The press will love this story and give it and Gaetz a lot of airtime because they want to play up the division in the GOP’s ranks over Trump rather than focus on holding people like AOC accountable for their wild claims.
Liz Cheney knows how to play politics because her dad knows how to play politics. That’s a powerful person you’re going up against, and not just because of her position in the House, but because of her aptitude for the game.
If you aim for the Cheneys, you better not miss. Because they don’t*.

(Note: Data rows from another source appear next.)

use chrono::{DateTime, Utc};
use serde::{Deserialize, Serialize};

use super::Metadata;

/// Body of `forecast/hourly/240hour.json`.
#[derive(Debug, Clone, PartialEq, Default, Serialize, Deserialize)]
#[serde(default)]
pub struct HourlyForecastResponse {
    pub metadata: Metadata,
    /// One record per hour, starting with the current hour.
    pub forecasts: Vec<HourlyForecast>,
}

#[derive(Debug, Clone, PartialEq, Default, Serialize, Deserialize)]
#[serde(default)]
pub struct HourlyForecast {
    /// Always `"fod_short_range_hourly"`.
    #[serde(deserialize_with = "super::null_as_default")]
    pub class: String,
    #[serde(deserialize_with = "super::null_as_default")]
    pub expire_time_gmt: i64,
    #[serde(deserialize_with = "super::null_as_default")]
    pub fcst_valid: i64,
    #[serde(deserialize_with = "super::null_as_default")]
    pub fcst_valid_local: String,
    #[serde(deserialize_with = "super::null_as_default")]
    pub num: i32,
    #[serde(deserialize_with = "super::null_as_default")]
    pub day_ind: String,
    #[serde(deserialize_with = "super::null_as_default")]
    pub temp: i32,
    #[serde(deserialize_with = "super::null_as_default")]
    pub dewpt: i32,
    #[serde(deserialize_with = "super::null_as_default")]
    pub hi: i32,
    #[serde(deserialize_with = "super::null_as_default")]
    pub wc: i32,
    #[serde(deserialize_with = "super::null_as_default")]
    pub feels_like: i32,
    #[serde(deserialize_with = "super::null_as_default")]
    pub icon_extd: i32,
    #[serde(deserialize_with = "super::null_as_default")]
    pub wxman: String,
    #[serde(deserialize_with = "super::null_as_default")]
    pub icon_code: i32,
    #[serde(deserialize_with = "super::null_as_default")]
    pub dow: String,
    #[serde(deserialize_with = "super::null_as_default")]
    pub phrase_12char: String,
    #[serde(deserialize_with = "super::null_as_default")]
    pub phrase_22char: String,
    #[serde(deserialize_with = "super::null_as_default")]
    pub phrase_32char: String,
    #[serde(deserialize_with = "super::null_as_default")]
    pub subphrase_pt1: String,
    #[serde(deserialize_with = "super::null_as_default")]
    pub subphrase_pt2: String,
    #[serde(deserialize_with = "super::null_as_default")]
    pub subphrase_pt3: String,
    #[serde(deserialize_with = "super::null_as_default")]
    pub pop: i32,
    #[serde(deserialize_with = "super::null_as_default")]
    pub precip_type: String,
    #[serde(deserialize_with = "super::null_as_default")]
    pub qpf: f64,
    #[serde(deserialize_with = "super::null_as_default")]
    pub snow_qpf: f64,
    #[serde(deserialize_with = "super::null_as_default")]
    pub rh: i32,
    #[serde(deserialize_with = "super::null_as_default")]
    pub wspd: i32,
    #[serde(deserialize_with = "super::null_as_default")]
    pub wdir: i32,
    #[serde(deserialize_with = "super::null_as_default")]
    pub wdir_cardinal: String,
    pub gust: Option<i32>,
    #[serde(deserialize_with = "super::null_as_default")]
    pub clds: i32,
    pub vis: Option<f64>,
    #[serde(deserialize_with = "super::null_as_default")]
    pub mslp: f64,
    #[serde(deserialize_with = "super::null_as_default")]
    pub uv_index_raw: f64,
    #[serde(deserialize_with = "super::null_as_default")]
    pub uv_index: i32,
    #[serde(deserialize_with = "super::null_as_default")]
    pub uv_warning: i32,
    #[serde(deserialize_with = "super::null_as_default")]
    pub uv_desc: String,
    pub golf_index: Option<i32>,
    #[serde(deserialize_with = "super::null_as_default")]
    pub golf_category: String,
    #[serde(deserialize_with = "super::null_as_default")]
    pub severity: i32,
}

impl HourlyForecast {
    pub fn valid_at(&self) -> Option<DateTime<Utc>> {
        super::unix_to_utc(self.fcst_valid)
    }
}

#[cfg(test)]
mod tests {
    use super::*;
    use crate::model::{HOURLY_FORECAST_CLASS, fixtures};

    fn hourly() -> HourlyForecastResponse {
        serde_json::from_str(fixtures::HOURLY).expect("fixture should decode")
    }

    #[test]
    fn decodes_ordered_hours() {
        let resp = hourly();
        assert_eq!(resp.forecasts.len(), 2);
        assert!(resp.forecasts.iter().all(|h| h.class == HOURLY_FORECAST_CLASS));

        let nums: Vec<i32> = resp.forecasts.iter().map(|h| h.num).collect();
        assert_eq!(nums, vec![1, 2]);
        assert!(resp.forecasts[0].fcst_valid < resp.forecasts[1].fcst_valid);
    }

    #[test]
    fn gust_is_nullable() {
        let resp = hourly();
        assert_eq!(resp.forecasts[0].gust, None);
        assert_eq!(resp.forecasts[1].gust, Some(35));
    }

    #[test]
    fn null_scalars_decode_to_zero() {
        let json = r#"{"forecasts":[
            {"class": "fod_short_range_hourly", "num": 1, "wdir": null, "hi": null, "qpf": null, "temp": 75},
            {"class": "fod_short_range_hourly", "num": 2, "wdir": 240, "hi": 78, "temp": 74}
        ]}"#;
        let resp: HourlyForecastResponse = serde_json::from_str(json).unwrap();

        assert_eq!(resp.forecasts.len(), 2);
        assert_eq!(resp.forecasts[0].wdir, 0);
        assert_eq!(resp.forecasts[0].hi, 0);
        assert_eq!(resp.forecasts[0].qpf, 0.0);
        assert_eq!(resp.forecasts[0].temp, 75);
        assert_eq!(resp.forecasts[1].wdir, 240);
    }

    #[test]
    fn empty_body_object_decodes_to_defaults() {
        let resp: HourlyForecastResponse = serde_json::from_str("{}").unwrap();
        assert!(resp.forecasts.is_empty());
        assert_eq!(resp.metadata, Metadata::default());
    }

    #[test]
    fn valid_at_uses_fcst_valid() {
        let hour = &hourly().forecasts[0];
        assert_eq!(
            hour.valid_at().unwrap().to_rfc3339(),
            "2018-07-16T23:00:00+00:00"
        );
    }

    #[test]
    fn json_roundtrip_is_lossless() {
        let original = hourly();
        let encoded = serde_json::to_string(&original).unwrap();
        let decoded: HourlyForecastResponse = serde_json::from_str(&encoded).unwrap();
        assert_eq!(decoded, original);
    }
}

Gaetz is someone who has no real accomplishments to his name, other than being loud and once crashing a Democrat-run hearing and ordering pizza. He hasn’t done anything of actual legislative note, and like Ocasio-Cortez, she spends his time being loud and trying to be the face of a movement that, in reality, is in the minority. And, if yesterday’s vote was any indication, that minority is on the decline, not the rise.
It’s almost as though Trump is a fad and Gaetz is going to be the last to know it.
I have no real sympathy for these performance artists, who will eventually leave office before they’re ready and will not be the great revolutionaries they envision themselves being. They won’t even be a footnote. Their theatrics are a distraction, and it’s really time the parties put a stop to both of them at the ballot box.
*Remember that time Dick Cheney shot a guy? That’s was nuts. No one really reacted. It was over pretty quick. Like “Hey, Dick Cheney shot a guy. What a character! Haha!” Except, you know, it was crazy. The dude even apologized to Cheney. That’s how crazy the whole thing was.